Adèle (Adèle Exarchopoulos) ist ein ganz normaler Teenager, der noch zur Schule geht und mit ihren Freundinnen abhängt. Eines Tages beim Mittagessen fällt ihren Klassenkameradinnen auf, wie der hübsche Thomas (Jérémie Laheurte) immer mal wieder zu Adèle rüberschaut. In kürzester Zeit lernen sich die beiden Jugendlichen kennen und lieben, doch etwas stimmt für Adèle nicht, weshalb sie die Beziehung schnell wieder beendet. In einer Bar trifft sie auf Emma (Léa Seydoux). Die junge Frau mit den blau gefärbten Haaren ist Adèle schon vor ihrer Affäre mit Thomas aufgefallen und scheint ihr seither nicht mehr aus dem Kopf zu gehen. Es dauert nicht lange, bis die beiden ein Paar werden. Die Jahre verstreichen und während Emma Erfolge mit ihren Bildern feiert, beginnt Adèle eine Ausbildung zur Lehrerin. Doch Misstrauen und Eifersucht gibt es auch in einer Liebesbeziehung zwischen Frauen.

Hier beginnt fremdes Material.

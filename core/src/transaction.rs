use std::fmt;

use alloy::primitives::{Address, B256, Bytes, TxHash, U256};
use serde::{Deserialize, Serialize};

use crate::gas::GasFeeParams;

/// Identity of a transaction record: unique per owning address, chain, and id.
#[derive(Debug, Clone, PartialEq, Eq, Hash, Serialize, Deserialize)]
#[serde(rename_all = "camelCase")]
pub struct TransactionKey {
    pub owner: Address,
    pub chain_id: u64,
    pub id: String,
}

impl fmt::Display for TransactionKey {
    fn fmt(&self, f: &mut fmt::Formatter<'_>) -> fmt::Result {
        write!(f, "{}:{}:{}", self.owner, self.chain_id, self.id)
    }
}

/// Lifecycle state of a tracked transaction.
///
/// `Pending`, `Cancelling` and `Replacing` are in-flight; the rest are
/// terminal and never transition again.
#[derive(Debug, Clone, Copy, PartialEq, Eq, Serialize, Deserialize)]
#[serde(rename_all = "camelCase")]
pub enum TransactionStatus {
    Pending,
    Cancelling,
    Replacing,
    Success,
    Failed,
    Cancelled,
}

impl TransactionStatus {
    pub fn is_terminal(&self) -> bool {
        matches!(
            self,
            TransactionStatus::Success | TransactionStatus::Failed | TransactionStatus::Cancelled
        )
    }

    pub fn is_in_flight(&self) -> bool {
        !self.is_terminal()
    }

    /// Allowed lifecycle transitions. Terminal states allow none.
    ///
    /// `Pending -> Cancelled` covers external invalidation: another wallet
    /// instance consumed the nonce, so the transaction can never mine.
    pub fn allows_transition_to(&self, next: TransactionStatus) -> bool {
        use TransactionStatus::*;
        match self {
            Pending => matches!(next, Success | Failed | Cancelling | Replacing | Cancelled),
            Cancelling => matches!(next, Cancelled | Success | Failed),
            Replacing => matches!(next, Success | Failed),
            Success | Failed | Cancelled => false,
        }
    }
}

impl fmt::Display for TransactionStatus {
    fn fmt(&self, f: &mut fmt::Formatter<'_>) -> fmt::Result {
        let name = match self {
            TransactionStatus::Pending => "pending",
            TransactionStatus::Cancelling => "cancelling",
            TransactionStatus::Replacing => "replacing",
            TransactionStatus::Success => "success",
            TransactionStatus::Failed => "failed",
            TransactionStatus::Cancelled => "cancelled",
        };
        f.write_str(name)
    }
}

/// Terminal outcome assigned when a watched transaction settles.
#[derive(Debug, Clone, Copy, PartialEq, Eq)]
pub enum FinalizedStatus {
    Success,
    Failed,
    Cancelled,
}

impl FinalizedStatus {
    pub fn as_status(&self) -> TransactionStatus {
        match self {
            FinalizedStatus::Success => TransactionStatus::Success,
            FinalizedStatus::Failed => TransactionStatus::Failed,
            FinalizedStatus::Cancelled => TransactionStatus::Cancelled,
        }
    }

    /// Only mined outcomes may carry an on-chain receipt.
    pub fn allows_receipt(&self) -> bool {
        matches!(self, FinalizedStatus::Success | FinalizedStatus::Failed)
    }
}

/// Receipt fields persisted once a transaction is mined.
#[derive(Debug, Clone, PartialEq, Eq, Serialize, Deserialize)]
#[serde(rename_all = "camelCase")]
pub struct TransactionReceipt {
    pub transaction_index: u64,
    pub block_hash: B256,
    pub block_number: u64,
    pub gas_used: u64,
    pub effective_gas_price: u128,
}

/// The caller-supplied shape of a transaction before submission.
///
/// Optional fields are resolved during orchestration: nonce from the
/// provider, fees from the estimator, gas limit from estimation plus buffer.
#[derive(Debug, Clone, Default, PartialEq, Eq, Serialize, Deserialize)]
#[serde(rename_all = "camelCase")]
pub struct TransactionRequestData {
    #[serde(skip_serializing_if = "Option::is_none")]
    pub to: Option<Address>,
    #[serde(default)]
    pub data: Bytes,
    #[serde(default)]
    pub value: U256,
    #[serde(skip_serializing_if = "Option::is_none")]
    pub gas_limit: Option<u64>,
    #[serde(skip_serializing_if = "Option::is_none")]
    pub nonce: Option<u64>,
    #[serde(skip_serializing_if = "Option::is_none")]
    pub fee: Option<GasFeeParams>,
}

/// Submission knobs that travel with the record.
#[derive(Debug, Clone, Default, PartialEq, Eq, Serialize, Deserialize)]
#[serde(rename_all = "camelCase", default)]
pub struct TransactionOptions {
    pub submit_via_private_rpc: bool,
    pub includes_delegation: bool,
    #[serde(skip_serializing_if = "Option::is_none")]
    pub replaced_transaction_hash: Option<TxHash>,
}

/// Identity of an EIP-5792 batch a record belongs to.
#[derive(Debug, Clone, PartialEq, Eq, Serialize, Deserialize)]
#[serde(rename_all = "camelCase")]
pub struct BatchInfo {
    #[serde(skip_serializing_if = "Option::is_none")]
    pub connector_id: Option<String>,
    pub batch_id: String,
}

/// Off-chain fiat purchase details, reconciled incrementally from the
/// payment provider. Every field is optional because partial updates
/// arrive out of order.
#[derive(Debug, Clone, Default, PartialEq, Eq, Serialize, Deserialize)]
#[serde(rename_all = "camelCase", default)]
pub struct FiatPurchaseInfo {
    #[serde(skip_serializing_if = "Option::is_none")]
    pub provider_transaction_id: Option<String>,
    #[serde(skip_serializing_if = "Option::is_none")]
    pub service_provider: Option<String>,
    #[serde(skip_serializing_if = "Option::is_none")]
    pub source_currency: Option<String>,
    #[serde(skip_serializing_if = "Option::is_none")]
    pub source_amount: Option<String>,
    #[serde(skip_serializing_if = "Option::is_none")]
    pub destination_currency_id: Option<String>,
    #[serde(skip_serializing_if = "Option::is_none")]
    pub destination_amount: Option<String>,
}

impl FiatPurchaseInfo {
    /// Merge a partial update, keeping existing fields the update omits.
    pub fn merge_from(&mut self, incoming: FiatPurchaseInfo) {
        if incoming.provider_transaction_id.is_some() {
            self.provider_transaction_id = incoming.provider_transaction_id;
        }
        if incoming.service_provider.is_some() {
            self.service_provider = incoming.service_provider;
        }
        if incoming.source_currency.is_some() {
            self.source_currency = incoming.source_currency;
        }
        if incoming.source_amount.is_some() {
            self.source_amount = incoming.source_amount;
        }
        if incoming.destination_currency_id.is_some() {
            self.destination_currency_id = incoming.destination_currency_id;
        }
        if incoming.destination_amount.is_some() {
            self.destination_amount = incoming.destination_amount;
        }
    }
}

/// What the transaction is for, carried for display and analytics.
#[derive(Debug, Clone, PartialEq, Eq, Serialize, Deserialize)]
#[serde(tag = "type", rename_all = "kebab-case", rename_all_fields = "camelCase")]
pub enum TransactionTypeInfo {
    Swap {
        input_currency_id: String,
        output_currency_id: String,
        input_amount_raw: U256,
        min_output_amount_raw: U256,
    },
    Send {
        recipient: Address,
        token_address: Address,
        amount_raw: U256,
    },
    Approve {
        token_address: Address,
        spender: Address,
        #[serde(skip_serializing_if = "Option::is_none")]
        approval_amount: Option<U256>,
    },
    Wrap {
        unwrapped: bool,
        amount_raw: U256,
    },
    Bridge {
        input_currency_id: String,
        output_currency_id: String,
        input_amount_raw: U256,
        output_amount_raw: U256,
    },
    LiquidityIncrease {
        currency_id_0: String,
        currency_id_1: String,
        amount_raw_0: U256,
        amount_raw_1: U256,
    },
    LiquidityDecrease {
        currency_id_0: String,
        currency_id_1: String,
        amount_raw_0: U256,
        amount_raw_1: U256,
    },
    FiatPurchase(FiatPurchaseInfo),
    SendCalls {
        call_count: usize,
    },
    Unknown,
}

impl TransactionTypeInfo {
    pub fn label(&self) -> &'static str {
        match self {
            TransactionTypeInfo::Swap { .. } => "swap",
            TransactionTypeInfo::Send { .. } => "send",
            TransactionTypeInfo::Approve { .. } => "approve",
            TransactionTypeInfo::Wrap { .. } => "wrap",
            TransactionTypeInfo::Bridge { .. } => "bridge",
            TransactionTypeInfo::LiquidityIncrease { .. } => "liquidity-increase",
            TransactionTypeInfo::LiquidityDecrease { .. } => "liquidity-decrease",
            TransactionTypeInfo::FiatPurchase(_) => "fiat-purchase",
            TransactionTypeInfo::SendCalls { .. } => "send-calls",
            TransactionTypeInfo::Unknown => "unknown",
        }
    }
}

/// One tracked transaction, from submission to terminal state.
#[derive(Debug, Clone, PartialEq, Eq, Serialize, Deserialize)]
#[serde(rename_all = "camelCase")]
pub struct TransactionRecord {
    pub id: String,
    pub chain_id: u64,
    pub owner: Address,
    pub status: TransactionStatus,
    pub type_info: TransactionTypeInfo,
    pub request: TransactionRequestData,
    #[serde(default)]
    pub options: TransactionOptions,
    #[serde(skip_serializing_if = "Option::is_none")]
    pub hash: Option<TxHash>,
    #[serde(skip_serializing_if = "Option::is_none")]
    pub cancel_request: Option<TransactionRequestData>,
    #[serde(skip_serializing_if = "Option::is_none")]
    pub cancel_hash: Option<TxHash>,
    #[serde(skip_serializing_if = "Option::is_none")]
    pub batch_info: Option<BatchInfo>,
    pub added_time: u64,
    #[serde(skip_serializing_if = "Option::is_none")]
    pub confirmed_time: Option<u64>,
    #[serde(skip_serializing_if = "Option::is_none")]
    pub receipt: Option<TransactionReceipt>,
}

impl TransactionRecord {
    pub fn key(&self) -> TransactionKey {
        TransactionKey {
            owner: self.owner,
            chain_id: self.chain_id,
            id: self.id.clone(),
        }
    }

    pub fn nonce(&self) -> Option<u64> {
        self.request.nonce
    }
}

Manchmal ist das Kino schneller als die Gesellschaft. Zwischen März und August 2012 wurde dieser Film von Abdellatif Kechiche gedreht, der die gesellschaftlichen Entwicklungen im eigenen Land schon vorwegnahm. Im darauffolgenden Jahr kam es nämlich zu zahlreichen → Protesten für und gegen die Homo-Ehe. Dabei will der Regisseur laut eigener Aussage aber kein Statement für mehr Akzeptanz gegenüber Homosexuellen abgeben, sondern lediglich eine Liebesgeschichte erzählen. Diese Geschichte basiert auf dem gleichnamigen französischen  Comic von Julie Maroh. Die Geschichte kriecht im Schneckentempo entlang und man hofft immer, dass jetzt bald die Figuren auf den Punkt kommen. Die ständigen Nahaufnahmen verdeutlichen beispielsweise gut den Blickkontakt zwischen den handelnden Figuren, sind aber inhaltlich auch häufig nichtssagend. Zudem wackelt die Handkamera ganz fürchterlich sobald eine Figur auf- und abspringt oder sich sonst irgendwie schnell bewegt. Auch auf der Tonspur tut sich wenig. Während der Film zu Beginn noch interessant ist, gibt es im weiteren Verlauf langweilige Dialoge („Die Spaghetti sind lecker.“ – „Vielen Dank.“), die es nicht gebraucht hätte. Die eigentliche Geschichte hätte man auch in weniger als diesen endlos langen 179 Minuten plausibel und gefühlvoll erzählen können. Nicht zuletzt den beiden grandiosen und natürlichen Hauptdarstellerinnen ist es aber zu verdanken, dass man trotz der langen Strecken am Ball bleibt und doch noch wissen will, wie die Geschichte denn nun ausgeht. Die Sexszenen zeigen wirklich alles und sind selbst für einen französischen Film extrem lang. Auch die beiden Hauptdarstellerinnen äußerten sich im Nachhinein negativ zu diesen Szenen. Eine klagte den Regisseur an und gab bekannt, sich → wie eine Prostituierte gefühlt zu haben. Aber auch ohne diese Debatte tun einem die Mädchen leid. Die Kamera hält voyeuristisch auf alles drauf, was sich bewegt, wo sie sich eigentlich verschämt wegdrehen müsste. Wo man sich bei JUNG & SCHÖN noch fragte, ob das noch Kunst oder Pornographie ist, kann man bei BLAU IST EINE WARME FARBE eine klare Aussage treffen: Pornographie! Das wird aber weder dem Thema gerecht noch hilft sie die Geschichte zu erzählen.